Development drew from:

  • Published medical literature
  • Military tourniquet conversion protocols
  • Prior algorithms used by organizations such as the 75th Ranger Regiment
  • Civilian prehospital and ischemia-management models

The algorithm incorporates time-based risk categories (<2 hours, 2–6 hours, >6 hours) using a color-coded “Tourniquet Traffic Light” concept. It provides tier-specific guidance for reassessment, repositioning, and conversion, along with documentation requirements and escalation points such as telemedicine consultation.

The final product is an evidence-informed, plain-language decision aid designed to improve consistency, safety, and interoperability while enabling servicemembers to manage tourniquets across delayed evacuation and prolonged care scenarios.

The TCCC Tourniquet Reassessment Working Group evaluated whether tourniquet reassessment and conversion should extend to the All Service Member (ASM) level and created a standardized framework for all TCCC tiers. Lessons from recent conflicts showed that prolonged or unnecessary tourniquet use—especially in delayed evacuation and limited-medical-support environments—can lead to preventable complications.

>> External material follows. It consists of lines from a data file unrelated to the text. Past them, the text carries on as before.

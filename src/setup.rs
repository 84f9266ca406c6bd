// Setup-change classification between consecutive items on a loom.

use serde::Serialize;

use crate::prepare::WorkItem;

/// The kind of setup a loom incurs before starting an item.
#[derive(Clone, Copy, Debug, PartialEq, Eq, Hash, Serialize)]
#[serde(rename_all = "UPPERCASE")]
pub enum SetupKind {
    /// The variant carries over from the previous item.
    Variant,
    /// Variants differ but the items share an ulak code.
    Ulak,
    /// Full team change; also the initial preparation on an idle loom.
    Team,
}

impl SetupKind {
    /// Minutes the loom stands still for this setup.
    pub fn minutes(self) -> u32 {
        match self {
            SetupKind::Variant => 30,
            SetupKind::Ulak => 120,
            SetupKind::Team => 180,
        }
    }

    /// Setup time in hours, the unit machine loads are tracked in.
    pub fn hours(self) -> f64 {
        f64::from(self.minutes()) / 60.0
    }
}

/// Classifies the setup between the previous item on a loom (`None` for an
/// idle loom) and the item about to start.
///
/// Codes arrive pre-normalized: ingest has already collapsed the blank
/// stand-ins, so `None` here really means "no code".
pub fn classify(prev: Option<&WorkItem>, cur: &WorkItem) -> SetupKind {
    let Some(prev) = prev else {
        return SetupKind::Team;
    };
    let (Some(prev_variant), Some(cur_variant)) = (&prev.variant, &cur.variant) else {
        return SetupKind::Team;
    };
    if prev_variant == cur_variant {
        return SetupKind::Variant;
    }
    match (&prev.ulak, &cur.ulak) {
        (Some(prev_ulak), Some(cur_ulak)) if prev_ulak == cur_ulak => SetupKind::Ulak,
        _ => SetupKind::Team,
    }
}
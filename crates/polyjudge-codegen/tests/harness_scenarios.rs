use polyjudge_codegen::{toolchain_for, HarnessBuilder};
use polyjudge_core::{Language, ProblemSpec};

fn two_sum() -> ProblemSpec {
    serde_json::from_str(
        r#"{
            "title": "Two Sum",
            "functionName": "twoSum",
            "questionType": "array",
            "parameterSchema": {
                "params": [{"name": "nums", "type": "int[]"}, {"name": "target", "type": "int"}],
                "returnType": "int[]"
            },
            "testCases": [
                {"input": "[2,7,11,15]\n9", "expectedOutput": "[0,1]"},
                {"input": "[3,2,4]\n6", "expectedOutput": "[1,2]", "isHidden": true}
            ]
        }"#,
    )
    .expect("valid problem")
}

fn reverse_list() -> ProblemSpec {
    serde_json::from_str(
        r#"{
            "title": "Reverse Linked List",
            "questionType": "linked_list",
            "testCases": [{"input": "[1,2,3,4,5]", "expectedOutput": "[5,4,3,2,1]"}]
        }"#,
    )
    .expect("valid problem")
}

#[test]
fn test_two_sum_templates_are_stable_and_detectable() {
    let problem = two_sum();
    let builder = HarnessBuilder::new(&problem);

    for language in Language::all() {
        let first = builder.template(*language);
        let second = builder.template(*language);
        assert_eq!(first, second, "{language} template is not deterministic");
        assert!(first.contains("twoSum"), "{language} template lacks entry point");
        assert_eq!(builder.entry_point(*language, &first), "twoSum");
    }
}

#[test]
fn test_two_sum_harness_per_language() {
    let problem = two_sum();
    let builder = HarnessBuilder::new(&problem);
    let input = &problem.test_cases[0].input;

    let python = builder.build(
        Language::Python,
        "class Solution:\n    def twoSum(self, nums, target):\n        return [0, 1]\n",
        input,
    );
    assert!(python.source.contains("_pj_arg0 = [2, 7, 11, 15]\n_pj_arg1 = 9\n"));

    let js = builder.build(
        Language::JavaScript,
        "var twoSum = function(nums, target) { return [0, 1]; };",
        input,
    );
    assert!(js.source.contains("const __pjArg0 = [2, 7, 11, 15];"));

    let java = builder.build(
        Language::Java,
        "class Solution {\n    public int[] twoSum(int[] nums, int target) {\n        return new int[]{0, 1};\n    }\n}",
        input,
    );
    assert!(java.source.contains("int[] arg0 = new int[]{2, 7, 11, 15};"));
    assert!(java.source.contains("int arg1 = 9;"));

    let cpp = builder.build(
        Language::Cpp,
        "class Solution {\npublic:\n    vector<int> twoSum(vector<int>& nums, int target) {\n        return {0, 1};\n    }\n};",
        input,
    );
    assert!(cpp.source.contains("vector<int> arg0 = vector<int>{2, 7, 11, 15};"));
    assert!(cpp.source.contains("auto result = solution.twoSum(arg0, arg1);"));

    for program in [&python, &js, &java, &cpp] {
        assert_eq!(program.entry_point, "twoSum");
        assert!(!program.source.contains("ListNode"));
    }
}

#[test]
fn test_reverse_list_schema_and_helpers() {
    let problem = reverse_list();
    let builder = HarnessBuilder::new(&problem);
    assert_eq!(problem.fallback_entry_point(), "reverseLinkedList");

    let template = builder.template(Language::Java);
    assert!(template.contains("public ListNode reverseLinkedList(ListNode param) {"));

    let source = "/**\n * class ListNode { int val; ListNode next; }\n */\nclass Solution {\n    public ListNode reverseList(ListNode head) {\n        return head;\n    }\n}";
    let program = builder.build(Language::Java, source, &problem.test_cases[0].input);
    assert_eq!(program.entry_point, "reverseList");
    assert!(program.source.contains("ListNode arg0 = buildLinkedList(new int[]{1, 2, 3, 4, 5});"));
    assert!(program.source.contains("Object out = serializeLinkedList(result);"));
    // the commented definition does not count as a declaration
    assert!(program.source.contains("\nclass ListNode {\n    int val;"));
}

#[test]
fn test_detection_ignores_comments_and_local_names() {
    let cases = [
        (
            Language::Python,
            "class Solution:\n    def twoSum(self, nums, target):\n        seen = {}\n        return []\n",
            "# def decoy(x):\nclass Solution:\n    def twoSum(self, a, b):\n        lookup = {}\n        return []\n",
        ),
        (
            Language::JavaScript,
            "var twoSum = function(nums, target) { return []; };",
            "/* function decoy() {} */\nvar twoSum = function(xs, t) { const m = new Map(); return []; };",
        ),
        (
            Language::Java,
            "class Solution { public int[] twoSum(int[] nums, int target) { return null; } }",
            "// int[] decoy(int x) {\nclass Solution { public int[] twoSum(int[] a, int b) { int k = 0; return null; } }",
        ),
        (
            Language::Cpp,
            "class Solution { public: vector<int> twoSum(vector<int>& nums, int target) { return {}; } };",
            "/* int decoy(int x) { */\nclass Solution { public: vector<int> twoSum(vector<int>& a, int b) { return {}; } };",
        ),
    ];

    for (language, plain, noisy) in cases {
        let toolchain = toolchain_for(language);
        let expected = toolchain.detect_entry_point(plain, "solve");
        assert_eq!(expected, "twoSum", "{language}");
        assert_eq!(toolchain.detect_entry_point(noisy, "solve"), expected, "{language}");
    }
}

fn structural(title: &str, question_type: &str, ty: &str, input: &str) -> ProblemSpec {
    let json = serde_json::json!({
        "title": title,
        "questionType": question_type,
        "parameterSchema": {"params": [{"name": "arg", "type": ty}], "returnType": ty},
        "testCases": [{"input": input, "expectedOutput": input}]
    });
    serde_json::from_value(json).expect("valid problem")
}

fn compose_all(problem: &ProblemSpec) -> Vec<(Language, String)> {
    let builder = HarnessBuilder::new(problem);
    let input = &problem.test_cases[0].input;
    Language::all()
        .iter()
        .map(|language| {
            let user = builder.template(*language);
            (*language, builder.build(*language, &user, input).source)
        })
        .collect()
}

#[test]
fn test_list_serializers_detect_cycles_without_a_length_cap() {
    let problem = structural("Echo List", "linked_list", "ListNode", "[1,2,3]");
    for (language, source) in compose_all(&problem) {
        assert!(source.contains("linked list contains a cycle"), "{language}");
        assert!(!source.contains("10000"), "{language} caps the walk");
    }
}

#[test]
fn test_long_list_literal_is_emitted_whole() {
    let values: Vec<String> = (1..=10_001).map(|v| v.to_string()).collect();
    let input = format!("[{}]", values.join(","));
    let problem = structural("Echo List", "linked_list", "ListNode", &input);
    for (language, source) in compose_all(&problem) {
        assert!(source.contains("1, 2, 3, "), "{language}");
        assert!(source.contains("9999, 10000, 10001"), "{language}");
    }
}

#[test]
fn test_tree_serializers_trim_trailing_nulls() {
    let problem = structural("Echo Tree", "binary_tree", "TreeNode", "[1,null,2]");
    let trims = [
        (Language::Python, "while out and out[-1] is None:\n        out.pop()"),
        (Language::JavaScript, "while (out.length && out[out.length - 1] === null) out.pop();"),
        (Language::Java, "while (!out.isEmpty() && out.get(out.size() - 1) == null) out.remove(out.size() - 1);"),
        (Language::Cpp, "while (!out.tokens.empty() && out.tokens.back() == \"null\") out.tokens.pop_back();"),
    ];
    let programs = compose_all(&problem);
    for ((language, source), (expected_language, trim)) in programs.iter().zip(trims) {
        assert_eq!(*language, expected_language);
        assert!(source.contains(trim), "{language} keeps trailing nulls");
    }
}

#[test]
fn test_graph_helpers_are_one_indexed_and_rows_follow_reachability() {
    let problem = structural("Echo Graph", "graph", "GraphAdjList", "[[2],[1],[]]");
    let markers = [
        (Language::Python, "GraphNode(i + 1)", "for v in range(1, size + 1)"),
        (Language::JavaScript, "new GraphNode(i + 1)", "for (let v = 1; v <= size; v++)"),
        (Language::Java, "new GraphNode(i + 1)", "for (int v = 1; v <= size; v++)"),
        (Language::Cpp, "new GraphNode((int) i + 1)", "for (int v = 1; v <= size; v++)"),
    ];
    let programs = compose_all(&problem);
    for ((language, source), (expected_language, build, rows)) in programs.iter().zip(markers) {
        assert_eq!(*language, expected_language);
        assert!(source.contains(build), "{language} builder is not 1-indexed");
        assert!(source.contains("nodes[j - 1]"), "{language}");
        // rows run from 1 to the largest id reached from node 1, so an
        // isolated trailing node such as 3 in [[2],[1],[]] is not emitted
        assert!(source.contains(rows), "{language} row emission changed");
    }
}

To address this, the group developed a time-based reassessment algorithm using clear, plain-language guidance for reassessment, repositioning, and conversion. The approach is intended to help nonmedical personnel make safe decisions while reducing ischemic injury and systemic complications.

Key updates include:

  • Standardized terminology and removal of unnecessary jargon
  • Adoption of “repositioning” instead of “replacement”
  • Reinforcement of a 2-hour reassessment window for all personnel
  • Recognition of a 6-hour upper limit for conversion attempts under medical supervision
  • Expanded capability to ASM and CLS levels while preserving tier-specific oversight

The group acknowledges that evidence on prolonged tourniquet use and reperfusion risk remains incomplete. Therefore, the recommendations are designed as operational decision-support guidance rather than absolute clinical rules, emphasizing judgment, simplicity, and adaptability as future evidence emerges.